(Items listed in a dataset)
● ● ● ● ● ● ●
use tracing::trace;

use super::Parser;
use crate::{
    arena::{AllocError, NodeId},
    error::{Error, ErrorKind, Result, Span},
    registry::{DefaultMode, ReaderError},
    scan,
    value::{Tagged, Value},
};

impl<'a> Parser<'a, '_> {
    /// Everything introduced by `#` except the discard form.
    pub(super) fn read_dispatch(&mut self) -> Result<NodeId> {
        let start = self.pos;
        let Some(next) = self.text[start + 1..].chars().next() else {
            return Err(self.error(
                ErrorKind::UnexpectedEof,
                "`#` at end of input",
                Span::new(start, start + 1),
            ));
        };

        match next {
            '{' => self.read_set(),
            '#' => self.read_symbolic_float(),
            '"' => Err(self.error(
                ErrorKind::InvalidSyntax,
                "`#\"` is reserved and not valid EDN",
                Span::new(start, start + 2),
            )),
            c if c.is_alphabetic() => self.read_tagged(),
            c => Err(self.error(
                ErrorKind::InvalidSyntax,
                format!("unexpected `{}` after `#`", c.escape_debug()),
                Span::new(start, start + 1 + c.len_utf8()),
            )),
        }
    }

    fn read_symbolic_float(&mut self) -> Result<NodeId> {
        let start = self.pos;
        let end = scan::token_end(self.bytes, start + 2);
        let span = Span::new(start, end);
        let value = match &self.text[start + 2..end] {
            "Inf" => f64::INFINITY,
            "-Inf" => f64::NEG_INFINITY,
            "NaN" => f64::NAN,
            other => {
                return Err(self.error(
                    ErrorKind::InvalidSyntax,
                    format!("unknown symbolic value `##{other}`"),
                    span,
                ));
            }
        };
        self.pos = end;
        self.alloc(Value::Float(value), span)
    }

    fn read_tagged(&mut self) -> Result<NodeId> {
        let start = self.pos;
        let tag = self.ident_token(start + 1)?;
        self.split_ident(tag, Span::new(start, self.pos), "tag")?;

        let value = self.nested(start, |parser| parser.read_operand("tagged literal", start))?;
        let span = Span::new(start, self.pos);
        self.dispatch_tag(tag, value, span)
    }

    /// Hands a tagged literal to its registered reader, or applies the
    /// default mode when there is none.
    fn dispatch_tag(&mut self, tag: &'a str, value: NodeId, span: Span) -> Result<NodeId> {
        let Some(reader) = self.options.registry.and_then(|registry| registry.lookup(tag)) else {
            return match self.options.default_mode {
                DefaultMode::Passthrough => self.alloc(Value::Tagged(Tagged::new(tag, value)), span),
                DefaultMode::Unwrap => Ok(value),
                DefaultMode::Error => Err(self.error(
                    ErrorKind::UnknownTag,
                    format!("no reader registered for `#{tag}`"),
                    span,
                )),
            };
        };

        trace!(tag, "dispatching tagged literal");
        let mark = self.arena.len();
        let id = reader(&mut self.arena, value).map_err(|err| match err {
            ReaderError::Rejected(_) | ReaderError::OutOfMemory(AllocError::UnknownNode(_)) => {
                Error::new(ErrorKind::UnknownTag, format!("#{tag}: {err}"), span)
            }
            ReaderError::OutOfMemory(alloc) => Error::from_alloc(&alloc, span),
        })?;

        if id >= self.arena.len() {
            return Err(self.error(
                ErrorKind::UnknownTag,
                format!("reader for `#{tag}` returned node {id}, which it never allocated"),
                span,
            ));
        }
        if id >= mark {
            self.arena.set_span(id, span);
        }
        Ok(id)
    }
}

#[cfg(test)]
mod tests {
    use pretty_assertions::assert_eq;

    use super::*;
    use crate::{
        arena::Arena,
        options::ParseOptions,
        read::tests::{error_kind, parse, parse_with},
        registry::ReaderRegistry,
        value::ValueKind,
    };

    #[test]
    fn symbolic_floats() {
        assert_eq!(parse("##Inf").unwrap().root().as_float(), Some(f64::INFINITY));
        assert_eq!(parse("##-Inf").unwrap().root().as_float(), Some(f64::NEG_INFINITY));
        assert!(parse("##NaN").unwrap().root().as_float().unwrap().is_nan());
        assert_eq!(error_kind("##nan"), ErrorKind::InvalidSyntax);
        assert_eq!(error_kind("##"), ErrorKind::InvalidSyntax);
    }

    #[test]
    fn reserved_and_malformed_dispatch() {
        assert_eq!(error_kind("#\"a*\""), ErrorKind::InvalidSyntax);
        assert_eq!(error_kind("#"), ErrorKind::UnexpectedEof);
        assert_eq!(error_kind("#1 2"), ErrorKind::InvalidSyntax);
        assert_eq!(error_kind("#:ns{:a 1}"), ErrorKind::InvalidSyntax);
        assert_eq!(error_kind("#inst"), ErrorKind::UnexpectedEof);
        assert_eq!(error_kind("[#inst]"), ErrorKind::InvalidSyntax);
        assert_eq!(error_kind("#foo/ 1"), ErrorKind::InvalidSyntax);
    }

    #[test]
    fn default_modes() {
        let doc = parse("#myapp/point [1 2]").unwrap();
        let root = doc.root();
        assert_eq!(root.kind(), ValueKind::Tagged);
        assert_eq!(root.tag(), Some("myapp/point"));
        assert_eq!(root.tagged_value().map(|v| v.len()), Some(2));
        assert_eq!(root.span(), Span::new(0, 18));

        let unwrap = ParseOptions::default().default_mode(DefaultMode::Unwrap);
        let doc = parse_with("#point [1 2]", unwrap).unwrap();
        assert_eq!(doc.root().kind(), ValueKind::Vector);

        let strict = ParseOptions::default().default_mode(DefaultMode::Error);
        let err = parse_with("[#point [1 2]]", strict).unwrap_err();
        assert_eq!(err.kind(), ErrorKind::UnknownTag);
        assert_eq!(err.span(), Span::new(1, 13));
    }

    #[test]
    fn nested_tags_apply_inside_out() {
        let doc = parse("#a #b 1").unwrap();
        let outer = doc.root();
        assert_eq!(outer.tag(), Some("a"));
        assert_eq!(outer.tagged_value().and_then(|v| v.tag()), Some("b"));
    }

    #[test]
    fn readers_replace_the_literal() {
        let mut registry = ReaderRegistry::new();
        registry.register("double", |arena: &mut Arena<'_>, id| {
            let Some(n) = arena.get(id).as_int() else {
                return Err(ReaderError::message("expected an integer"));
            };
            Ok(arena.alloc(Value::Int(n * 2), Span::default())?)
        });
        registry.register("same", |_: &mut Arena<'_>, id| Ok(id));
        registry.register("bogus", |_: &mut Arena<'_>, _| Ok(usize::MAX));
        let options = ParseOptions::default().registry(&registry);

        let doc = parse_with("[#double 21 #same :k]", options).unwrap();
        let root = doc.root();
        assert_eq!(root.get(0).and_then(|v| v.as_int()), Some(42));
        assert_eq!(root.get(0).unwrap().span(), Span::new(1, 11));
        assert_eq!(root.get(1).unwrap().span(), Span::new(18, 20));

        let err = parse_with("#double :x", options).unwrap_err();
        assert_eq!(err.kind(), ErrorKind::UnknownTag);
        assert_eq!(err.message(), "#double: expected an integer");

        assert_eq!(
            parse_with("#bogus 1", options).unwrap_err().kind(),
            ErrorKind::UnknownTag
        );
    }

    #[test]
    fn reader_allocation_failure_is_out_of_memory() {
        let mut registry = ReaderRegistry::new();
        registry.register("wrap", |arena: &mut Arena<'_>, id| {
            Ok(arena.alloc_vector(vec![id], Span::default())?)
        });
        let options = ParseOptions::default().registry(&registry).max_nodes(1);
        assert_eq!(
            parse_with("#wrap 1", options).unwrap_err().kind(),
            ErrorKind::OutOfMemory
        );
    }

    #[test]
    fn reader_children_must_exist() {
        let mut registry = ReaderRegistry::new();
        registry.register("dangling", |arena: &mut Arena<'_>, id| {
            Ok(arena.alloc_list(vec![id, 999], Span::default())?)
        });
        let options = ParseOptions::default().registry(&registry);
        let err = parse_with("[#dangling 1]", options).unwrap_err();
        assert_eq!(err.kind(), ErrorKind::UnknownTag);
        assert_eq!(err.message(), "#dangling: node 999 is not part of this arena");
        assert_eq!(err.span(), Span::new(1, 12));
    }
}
● ● ● ● ● ● ●
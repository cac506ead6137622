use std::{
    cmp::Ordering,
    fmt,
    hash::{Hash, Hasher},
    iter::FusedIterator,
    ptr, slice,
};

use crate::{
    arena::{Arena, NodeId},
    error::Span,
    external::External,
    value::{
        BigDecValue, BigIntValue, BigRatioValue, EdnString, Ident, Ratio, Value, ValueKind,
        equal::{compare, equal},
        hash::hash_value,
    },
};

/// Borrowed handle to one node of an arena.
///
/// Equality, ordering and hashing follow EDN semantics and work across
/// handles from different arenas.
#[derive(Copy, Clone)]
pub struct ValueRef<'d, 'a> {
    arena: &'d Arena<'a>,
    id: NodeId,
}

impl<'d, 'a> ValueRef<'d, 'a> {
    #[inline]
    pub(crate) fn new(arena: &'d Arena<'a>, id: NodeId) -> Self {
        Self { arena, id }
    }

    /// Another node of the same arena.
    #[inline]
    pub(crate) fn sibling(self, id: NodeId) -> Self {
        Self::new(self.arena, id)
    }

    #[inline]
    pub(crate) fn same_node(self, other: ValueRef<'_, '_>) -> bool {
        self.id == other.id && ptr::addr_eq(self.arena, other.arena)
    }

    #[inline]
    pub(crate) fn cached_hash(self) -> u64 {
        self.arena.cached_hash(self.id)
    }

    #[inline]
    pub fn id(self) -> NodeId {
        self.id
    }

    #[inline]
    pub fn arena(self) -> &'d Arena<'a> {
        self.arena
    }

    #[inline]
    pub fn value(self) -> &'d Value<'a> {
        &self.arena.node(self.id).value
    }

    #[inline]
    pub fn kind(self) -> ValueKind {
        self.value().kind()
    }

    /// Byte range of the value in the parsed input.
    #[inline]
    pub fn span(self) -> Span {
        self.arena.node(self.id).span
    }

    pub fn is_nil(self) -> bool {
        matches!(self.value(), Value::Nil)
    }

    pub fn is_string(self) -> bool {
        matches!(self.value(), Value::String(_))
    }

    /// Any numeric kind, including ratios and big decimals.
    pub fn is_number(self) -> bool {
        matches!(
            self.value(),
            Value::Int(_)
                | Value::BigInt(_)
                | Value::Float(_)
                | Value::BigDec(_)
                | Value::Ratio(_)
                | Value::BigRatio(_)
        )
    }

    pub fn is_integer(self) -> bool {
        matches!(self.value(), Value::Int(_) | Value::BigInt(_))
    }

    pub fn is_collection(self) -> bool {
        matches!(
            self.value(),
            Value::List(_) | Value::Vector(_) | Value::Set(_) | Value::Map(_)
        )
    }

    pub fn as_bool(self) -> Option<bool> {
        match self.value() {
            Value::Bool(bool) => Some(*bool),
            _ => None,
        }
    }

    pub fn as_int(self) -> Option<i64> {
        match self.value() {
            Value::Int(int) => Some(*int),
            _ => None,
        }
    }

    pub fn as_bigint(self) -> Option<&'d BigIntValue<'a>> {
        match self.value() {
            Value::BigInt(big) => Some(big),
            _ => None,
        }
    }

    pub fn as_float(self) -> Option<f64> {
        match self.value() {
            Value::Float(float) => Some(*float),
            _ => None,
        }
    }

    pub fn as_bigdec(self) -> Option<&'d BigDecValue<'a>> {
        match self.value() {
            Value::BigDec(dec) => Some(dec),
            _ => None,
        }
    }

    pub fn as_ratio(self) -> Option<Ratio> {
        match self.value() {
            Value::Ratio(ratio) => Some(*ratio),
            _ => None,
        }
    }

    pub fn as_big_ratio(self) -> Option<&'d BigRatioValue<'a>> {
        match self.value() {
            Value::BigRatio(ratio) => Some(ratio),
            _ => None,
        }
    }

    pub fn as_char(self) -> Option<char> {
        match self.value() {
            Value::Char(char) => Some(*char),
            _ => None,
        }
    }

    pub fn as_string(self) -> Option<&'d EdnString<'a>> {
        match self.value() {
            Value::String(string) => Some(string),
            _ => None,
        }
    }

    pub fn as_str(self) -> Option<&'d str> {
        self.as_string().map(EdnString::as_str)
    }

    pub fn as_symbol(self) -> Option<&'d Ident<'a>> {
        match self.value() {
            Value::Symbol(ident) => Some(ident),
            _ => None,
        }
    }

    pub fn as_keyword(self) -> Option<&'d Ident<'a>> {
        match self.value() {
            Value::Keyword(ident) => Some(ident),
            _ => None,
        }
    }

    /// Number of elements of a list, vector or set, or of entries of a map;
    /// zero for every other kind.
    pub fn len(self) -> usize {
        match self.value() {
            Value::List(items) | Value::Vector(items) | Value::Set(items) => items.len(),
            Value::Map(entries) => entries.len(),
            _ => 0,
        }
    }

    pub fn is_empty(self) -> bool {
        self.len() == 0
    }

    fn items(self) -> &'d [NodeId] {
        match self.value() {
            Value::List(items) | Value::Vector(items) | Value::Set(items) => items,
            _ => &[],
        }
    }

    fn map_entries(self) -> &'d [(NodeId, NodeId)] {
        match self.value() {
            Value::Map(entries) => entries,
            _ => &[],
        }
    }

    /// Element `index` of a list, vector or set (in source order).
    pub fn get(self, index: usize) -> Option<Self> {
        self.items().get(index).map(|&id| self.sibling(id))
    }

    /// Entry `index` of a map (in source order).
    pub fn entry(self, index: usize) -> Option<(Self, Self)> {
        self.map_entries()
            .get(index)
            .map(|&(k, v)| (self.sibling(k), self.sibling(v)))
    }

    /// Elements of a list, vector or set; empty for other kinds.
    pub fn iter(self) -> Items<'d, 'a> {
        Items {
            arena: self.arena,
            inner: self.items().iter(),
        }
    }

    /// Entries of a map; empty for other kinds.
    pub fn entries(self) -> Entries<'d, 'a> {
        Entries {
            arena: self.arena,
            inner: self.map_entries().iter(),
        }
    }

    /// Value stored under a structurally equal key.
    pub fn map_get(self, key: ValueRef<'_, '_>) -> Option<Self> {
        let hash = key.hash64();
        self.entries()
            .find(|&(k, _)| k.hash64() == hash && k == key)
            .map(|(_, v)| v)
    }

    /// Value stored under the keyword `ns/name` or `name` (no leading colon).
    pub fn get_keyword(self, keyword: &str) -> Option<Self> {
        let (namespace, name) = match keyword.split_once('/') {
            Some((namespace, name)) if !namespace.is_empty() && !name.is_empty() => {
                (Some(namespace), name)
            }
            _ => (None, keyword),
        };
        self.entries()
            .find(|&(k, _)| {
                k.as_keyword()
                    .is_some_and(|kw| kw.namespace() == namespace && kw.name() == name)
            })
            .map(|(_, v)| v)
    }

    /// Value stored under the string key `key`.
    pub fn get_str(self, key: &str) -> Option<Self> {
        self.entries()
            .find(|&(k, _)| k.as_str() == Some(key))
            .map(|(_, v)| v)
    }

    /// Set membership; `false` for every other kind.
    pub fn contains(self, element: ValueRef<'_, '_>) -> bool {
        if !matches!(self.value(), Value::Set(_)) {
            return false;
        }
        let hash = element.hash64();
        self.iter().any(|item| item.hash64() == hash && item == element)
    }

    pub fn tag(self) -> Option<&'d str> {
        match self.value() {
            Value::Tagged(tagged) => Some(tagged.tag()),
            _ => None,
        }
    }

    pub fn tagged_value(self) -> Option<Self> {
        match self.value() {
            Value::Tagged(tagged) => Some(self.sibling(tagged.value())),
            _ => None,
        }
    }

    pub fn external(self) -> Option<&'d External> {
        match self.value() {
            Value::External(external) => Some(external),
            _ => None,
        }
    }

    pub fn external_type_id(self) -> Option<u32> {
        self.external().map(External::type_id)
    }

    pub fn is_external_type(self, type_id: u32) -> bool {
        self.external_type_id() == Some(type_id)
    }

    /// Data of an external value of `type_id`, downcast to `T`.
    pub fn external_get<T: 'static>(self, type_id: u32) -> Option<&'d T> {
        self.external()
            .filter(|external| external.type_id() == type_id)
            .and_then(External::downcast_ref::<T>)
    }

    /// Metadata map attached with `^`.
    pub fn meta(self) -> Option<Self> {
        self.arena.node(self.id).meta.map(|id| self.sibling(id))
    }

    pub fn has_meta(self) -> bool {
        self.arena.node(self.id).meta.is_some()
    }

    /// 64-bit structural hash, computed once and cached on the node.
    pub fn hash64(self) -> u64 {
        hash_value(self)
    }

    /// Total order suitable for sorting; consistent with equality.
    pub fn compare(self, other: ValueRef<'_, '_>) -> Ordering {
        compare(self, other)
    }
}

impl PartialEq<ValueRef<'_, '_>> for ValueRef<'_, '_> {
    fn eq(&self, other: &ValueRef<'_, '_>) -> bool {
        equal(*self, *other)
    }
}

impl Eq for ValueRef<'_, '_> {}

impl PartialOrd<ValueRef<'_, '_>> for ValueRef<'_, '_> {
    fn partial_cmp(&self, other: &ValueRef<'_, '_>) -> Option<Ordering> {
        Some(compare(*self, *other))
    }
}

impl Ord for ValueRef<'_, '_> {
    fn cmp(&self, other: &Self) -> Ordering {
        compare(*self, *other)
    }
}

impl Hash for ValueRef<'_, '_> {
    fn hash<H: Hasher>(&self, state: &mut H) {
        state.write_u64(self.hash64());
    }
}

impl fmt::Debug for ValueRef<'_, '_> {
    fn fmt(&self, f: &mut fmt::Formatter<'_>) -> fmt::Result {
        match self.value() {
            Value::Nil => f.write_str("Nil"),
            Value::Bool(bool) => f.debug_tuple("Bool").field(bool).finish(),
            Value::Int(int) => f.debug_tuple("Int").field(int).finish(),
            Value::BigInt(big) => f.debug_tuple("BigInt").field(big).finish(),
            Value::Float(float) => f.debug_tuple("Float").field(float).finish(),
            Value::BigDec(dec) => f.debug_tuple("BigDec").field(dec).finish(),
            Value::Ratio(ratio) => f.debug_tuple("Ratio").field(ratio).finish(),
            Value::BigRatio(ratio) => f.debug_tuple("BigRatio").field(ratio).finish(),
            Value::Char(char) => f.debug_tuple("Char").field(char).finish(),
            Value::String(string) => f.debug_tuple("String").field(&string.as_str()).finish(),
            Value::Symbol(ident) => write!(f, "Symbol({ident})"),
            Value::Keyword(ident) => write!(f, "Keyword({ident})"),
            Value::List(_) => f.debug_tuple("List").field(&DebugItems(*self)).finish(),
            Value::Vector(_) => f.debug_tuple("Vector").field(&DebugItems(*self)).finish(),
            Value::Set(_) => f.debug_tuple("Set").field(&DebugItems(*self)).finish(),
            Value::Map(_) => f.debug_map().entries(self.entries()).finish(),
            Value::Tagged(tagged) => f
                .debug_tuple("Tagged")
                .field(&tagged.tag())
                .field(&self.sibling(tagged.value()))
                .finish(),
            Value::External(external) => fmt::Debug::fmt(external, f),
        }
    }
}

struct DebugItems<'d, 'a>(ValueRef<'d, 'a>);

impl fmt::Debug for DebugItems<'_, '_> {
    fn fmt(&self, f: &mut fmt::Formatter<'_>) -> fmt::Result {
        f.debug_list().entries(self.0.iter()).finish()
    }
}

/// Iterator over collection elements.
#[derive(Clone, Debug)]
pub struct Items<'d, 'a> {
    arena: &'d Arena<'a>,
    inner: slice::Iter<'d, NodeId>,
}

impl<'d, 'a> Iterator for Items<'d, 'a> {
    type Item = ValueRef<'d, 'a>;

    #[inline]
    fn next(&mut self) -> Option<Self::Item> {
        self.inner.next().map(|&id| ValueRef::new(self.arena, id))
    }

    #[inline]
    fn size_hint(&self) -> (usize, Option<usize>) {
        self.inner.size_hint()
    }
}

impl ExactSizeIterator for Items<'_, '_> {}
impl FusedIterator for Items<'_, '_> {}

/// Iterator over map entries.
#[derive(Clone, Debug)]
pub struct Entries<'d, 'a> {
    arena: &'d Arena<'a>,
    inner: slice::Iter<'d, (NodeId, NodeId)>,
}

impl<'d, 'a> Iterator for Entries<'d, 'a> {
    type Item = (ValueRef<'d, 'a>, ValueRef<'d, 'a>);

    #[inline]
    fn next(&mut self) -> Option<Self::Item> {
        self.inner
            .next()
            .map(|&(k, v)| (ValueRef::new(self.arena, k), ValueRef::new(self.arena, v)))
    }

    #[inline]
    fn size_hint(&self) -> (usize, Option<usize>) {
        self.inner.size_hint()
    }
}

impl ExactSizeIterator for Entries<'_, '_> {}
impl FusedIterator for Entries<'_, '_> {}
● ● ● ● ● ● ●
Your task
Retype only the lines above between the line with "fn read_symbolic_float(&mut self)" and the line with "let Some(reader) = self.options.registry.and_then(|registry|", counting those two lines as well, and keep every character as it is.

Solution for this problem
    fn read_symbolic_float(&mut self) -> Result<NodeId> {
        let start = self.pos;
        let end = scan::token_end(self.bytes, start + 2);
        let span = Span::new(start, end);
        let value = match &self.text[start + 2..end] {
            "Inf" => f64::INFINITY,
            "-Inf" => f64::NEG_INFINITY,
            "NaN" => f64::NAN,
            other => {
                return Err(self.error(
                    ErrorKind::InvalidSyntax,
                    format!("unknown symbolic value `##{other}`"),
                    span,
                ));
            }
        };
        self.pos = end;
        self.alloc(Value::Float(value), span)
    }

    fn read_tagged(&mut self) -> Result<NodeId> {
        let start = self.pos;
        let tag = self.ident_token(start + 1)?;
        self.split_ident(tag, Span::new(start, self.pos), "tag")?;

        let value = self.nested(start, |parser| parser.read_operand("tagged literal", start))?;
        let span = Span::new(start, self.pos);
        self.dispatch_tag(tag, value, span)
    }

    /// Hands a tagged literal to its registered reader, or applies the
    /// default mode when there is none.
    fn dispatch_tag(&mut self, tag: &'a str, value: NodeId, span: Span) -> Result<NodeId> {
        let Some(reader) = self.options.registry.and_then(|registry| registry.lookup(tag)) else {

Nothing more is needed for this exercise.